# WinCC VBS Skript If Then Anweisung Bitte um Hilfe



## Elektricks (2 Februar 2016)

Hallo Forengemeinde,

Es geht um WinCC 7.0, ich möchte in Abhängigkeit einer Variablen Stat_Ein die Variable Steu_Aus oder Steu_Ein auf true setzen. 
Leider sind meine VBS Kenntnisse sehr beschränkt, habe bereits viele Beispiele aus der Hilfe, oder dem netz probiert,
bekomme es aber nicht hin :roll: vielleicht könnt ihr mir bisl unter die Arme greifen...

Schreibe ich die Variable ohne der If Anweisung wird sie geschrieben.
Sobald die If Anweisung mit einfließt funktioniert es nicht mehr. 



```
Sub OnClick(ByVal Item)                                 

Dim Stat_Ein
Dim Steu_Aus
Dim Steu_Ein

Set Stat_Ein = HMIRuntime.Tags("VM-HA01-STAT_EIN")
Set Steu_Aus = HMIRuntime.Tags("VM-HA01-STEU-AUS")
Set Steu_Ein = HMIRuntime.Tags("VM-HA01-STEU-EIN")

If Stat_Ein = True Then

Set Steu_Aus = True
Steu_Aus.Write 7

End If

If Stat_Ein = False Then

Set Steu_Ein = True
Steu_Ein.Write 7

End If

End Sub
```

Danke für eure zeit und eure Bemühungen


----------



## Krumnix (2 Februar 2016)

```
Stat_Ein.Read
Stat_Ein.Value = True
```


----------



## Elektricks (2 Februar 2016)

Hi krumix, danke für die schnelle Antwort habe ich das so richtig interpretiert? 
funktioniert leider immer noch nicht. Ich projektiere in derlaufenden Runtime. Bildwechsel nach Änderung sollte doch reichen oder?

```
Sub OnClick(ByVal Item)                                     

Dim Stat_Ein
Dim Steu_Aus
Dim Steu_Ein

Set Stat_Ein = HMIRuntime.Tags("VM-HA01-STAT_EIN")
Set Steu_Aus = HMIRuntime.Tags("VM-HA01-STEU-AUS")
Set Steu_Ein = HMIRuntime.Tags("VM-HA01-STEU-EIN")

Stat_Ein.Read
If Stat_Ein.Value = True Then

Set Steu_Aus.Value = True
Steu_Aus.Write 7

End If

If Stat_Ein.Value = False Then
Set Steu_Ein.Value = True
Steu_Ein.Write 7

End If

End Sub
```


----------



## Krumnix (2 Februar 2016)

Ist dass das 1. Script in dem Projekt?
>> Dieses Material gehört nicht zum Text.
//! API Gateway request and response envelopes.

mod error;
pub mod headers;
mod request;
mod response;
mod status;

pub use error::HttpError;
pub use headers::{CorsPolicy, Headers};
pub use request::{JwtPayload, Method, Request, ResourceAction};
pub use response::{GatewayResponse, Response, ResponseBody};
pub use status::ResponseStatus;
Wenn ja, schau mal, ob das Ausführen von Scripten überhaupt aktiv ist. Findest du in den Eigenschaften vom Rechner im WinCC-Baum.
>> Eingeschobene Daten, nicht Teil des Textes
//! Seed command implementation.
//!
//! Building the seed (Functional Core) is kept apart from writing it
//! (Imperative Shell) so the records can be inspected before anything
//! touches the table.

use std::collections::HashMap;

use aws_sdk_dynamodb::types::{AttributeValue, PutRequest, WriteRequest};
use aws_sdk_dynamodb::Client;
use chrono::{DateTime, Utc};
use gthome_core::auth::{email_to_name, hash_password};
use gthome_core::tables::{
    Photo, PhotoMeta, PhotoMetaKey, Record, User, UserMeta, UserMetaKey, UserRole, SPARSE_INDEX,
};
use serde_json::Value;

use super::error::{DynamodbError, Result};

type Item = HashMap<String, AttributeValue>;

/// Largest batch `BatchWriteItem` accepts.
const BATCH_SIZE: usize = 25;

const SAMPLE_PHOTOS: [(&str, &str); 5] = [
    ("Sala de estar", "sala-de-estar"),
    ("Cozinha planejada", "cozinha-planejada"),
    ("Quarto de casal", "quarto-de-casal"),
    ("Varanda gourmet", "varanda-gourmet"),
    ("Home office", "home-office"),
];

const SAMPLE_BASE_URI: &str = "https://images.gthome.com.br/samples";

/// Everything the seed command writes.
#[derive(Debug, Clone)]
pub struct SeedPlan {
    pub admin: User,
    pub admin_meta: Vec<UserMeta>,
    pub photos: Vec<(Photo, Vec<PhotoMeta>)>,
}

/// Outcome of applying a seed plan.
#[derive(Debug, Default, Clone, PartialEq, Eq)]
pub struct SeedReport {
    pub admin_created: bool,
    pub photos_created: usize,
}

/// Admin account details used to build the plan.
#[derive(Debug, Clone)]
pub struct AdminSeed<'a> {
    pub email: &'a str,
    pub password: &'a str,
    pub cpf: &'a str,
    pub rg: &'a str,
}

/// Build the records for a super user and `photo_count` sample photos.
///
/// Sample photos cycle through a fixed set of rooms; past the first lap the
/// title gets a sequence number so every photo stays distinguishable.
pub fn build_seed_plan(admin: &AdminSeed<'_>, photo_count: usize, now: DateTime<Utc>) -> SeedPlan {
    let user = User::new(admin.email, admin.cpf, admin.rg, UserRole::Super)
        .with_password(hash_password(admin.password));
    let id = user.id();

    let admin_meta = vec![
        UserMeta::new(id, UserMetaKey::Role, user.role.as_str()),
        UserMeta::timestamp(id, UserMetaKey::CreatedAt, now),
        UserMeta::flag(id, UserMetaKey::HasPassword, true),
        UserMeta::new(id, UserMetaKey::DisplayName, email_to_name(admin.email)),
    ];

    let uploader = email_to_name(admin.email);
    let photos = (0..photo_count)
        .map(|n| {
            let (room, slug) = SAMPLE_PHOTOS[n % SAMPLE_PHOTOS.len()];
            let lap = n / SAMPLE_PHOTOS.len();
            let (title, file_name) = if lap == 0 {
                (room.to_string(), format!("{slug}.jpg"))
            } else {
                (format!("{room} {}", lap + 1), format!("{slug}-{}.jpg", lap + 1))
            };

            let photo = Photo::new(format!("{SAMPLE_BASE_URI}/{file_name}")).with_title(&title);
            let photo_id = photo.id();
            let meta = vec![
                PhotoMeta::new(photo_id, PhotoMetaKey::Title, &title),
                PhotoMeta::new(photo_id, PhotoMetaKey::Alt, &title),
                PhotoMeta::new(photo_id, PhotoMetaKey::FileName, file_name),
                PhotoMeta::new(photo_id, PhotoMetaKey::FileMimeType, "image/jpeg"),
                PhotoMeta::timestamp(photo_id, PhotoMetaKey::UploadedAt, now),
                PhotoMeta::new(photo_id, PhotoMetaKey::UploadedById, id.to_string()),
                PhotoMeta::new(photo_id, PhotoMetaKey::UploadedByName, &uploader),
            ];
            (photo, meta)
        })
        .collect();

    SeedPlan {
        admin: user,
        admin_meta,
        photos,
    }
}

impl SeedPlan {
    /// Photo records in write order, each photo followed by its meta rows.
    fn photo_records(&self) -> Vec<Record> {
        self.photos
            .iter()
            .flat_map(|(photo, meta)| {
                std::iter::once(Record::from(photo.clone()))
                    .chain(meta.iter().cloned().map(Record::from))
            })
            .collect()
    }

    fn admin_records(&self) -> Vec<Record> {
        std::iter::once(Record::from(self.admin.clone()))
            .chain(self.admin_meta.iter().cloned().map(Record::from))
            .collect()
    }
}

/// Encode a record as a table item. Only scalar attributes occur in records.
fn record_to_item(record: &Record) -> Result<Item> {
    let value = record
        .to_json()
        .map_err(|e| DynamodbError::Encode(e.to_string()))?;

    let Value::Object(object) = value else {
        return Err(DynamodbError::Encode(format!(
            "{} did not encode as an object",
            record.kind()
        )));
    };

    Ok(object
        .into_iter()
        .filter_map(|(name, value)| {
            let attr = match value {
                Value::String(s) => AttributeValue::S(s),
                Value::Bool(b) => AttributeValue::Bool(b),
                Value::Number(n) => AttributeValue::N(n.to_string()),
                _ => return None,
            };
            Some((name, attr))
        })
        .collect())
}

async fn username_taken(client: &Client, table_name: &str, user: &User) -> Result<bool> {
    let result = client
        .query()
        .table_name(table_name)
        .index_name(SPARSE_INDEX)
        .key_condition_expression("SI = :si")
        .expression_attribute_values(":si", AttributeValue::S(user.si()))
        .limit(1)
        .send()
        .await
        .map_err(|e| DynamodbError::sdk("Query", e))?;

    Ok(!result.items().is_empty())
}

async fn write_records(client: &Client, table_name: &str, records: &[Record]) -> Result<()> {
    for chunk in records.chunks(BATCH_SIZE) {
        let write_requests = chunk
            .iter()
            .map(|record| {
                let put = PutRequest::builder()
                    .set_item(Some(record_to_item(record)?))
                    .build()
                    .map_err(|e| DynamodbError::sdk("BuildRequest", e))?;
                Ok(WriteRequest::builder().put_request(put).build())
            })
            .collect::<Result<Vec<_>>>()?;

        let output = client
            .batch_write_item()
            .request_items(table_name, write_requests)
            .send()
            .await
            .map_err(|e| DynamodbError::sdk("BatchWriteItem", e))?;

        if output.unprocessed_items().is_some_and(|pending| !pending.is_empty()) {
            return Err(DynamodbError::sdk(
                "BatchWriteItem",
                "throughput exceeded, some records were not written",
            ));
        }
    }
    Ok(())
}

/// Write a seed plan to the table.
///
/// An admin whose username is already taken is left untouched; the photos
/// are still inserted.
pub async fn apply_seed_plan(client: &Client, table_name: &str, plan: &SeedPlan) -> Result<SeedReport> {
    let mut report = SeedReport::default();

    if !username_taken(client, table_name, &plan.admin).await? {
        write_records(client, table_name, &plan.admin_records()).await?;
        report.admin_created = true;
    }

    write_records(client, table_name, &plan.photo_records()).await?;
    report.photos_created = plan.photos.len();

    Ok(report)
}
Dann brauchst du bei der Zuweisung kein SET zu schreiben. Das könnte auch ein Problem sein.
Es reicht

```
Steu_Ein.Value = TRUE
Steu_Ein.Write
```
zu schreiben.

Du kannst auch noch das apdiag.exe starten, dass dir Script-Fehler ggf. anzeigt.


----------



## Elektricks (3 Februar 2016)

Hallo krumnix,
bin langsam am verzweifeln. Schaffe es nicht einmal eine einzige Variable zu schreiben...
Inzwischen eine Testmaschine aufgesetzt mit Verbindung zur SPS, um nicht Gefahr zu laufen den Produktivprozess zu zuerschießen...

Im Projekt von gestern waren eigentlich nur C# Scripte vorhanden. keine VBS...

Habe in den Rechnereigenschaften GlobalScript aktiviert. Rechner neu gestartet



Mein Code sieht inzwischen nur noch so aus und trotzdem funktioniert nicht:


Aus der Hilfe: In VBS können Sie Variablen direkt über den Namen ansprechen und Werte setzen und lesen. Wenn Sie auf zusätzliche Eigenschaften der Variablen zugreifen wollen, z.B. den Qualitycode erfragen, müssen Sie die Variable immer über die Tags-Auflistung ansprechen. Über das zurückgelieferte Tag-Objekt haben Sie Zugriff auf alle Eigenschaften und Methoden der Variablen. Sie müssen für das Objekt eine Instanz bilden, damit z.B. mit HMIRuntime.Tags("Variable").Value=TRUE eine binäre Variable geschrieben wird.
was ist in dem zusammenhang eine Instanz???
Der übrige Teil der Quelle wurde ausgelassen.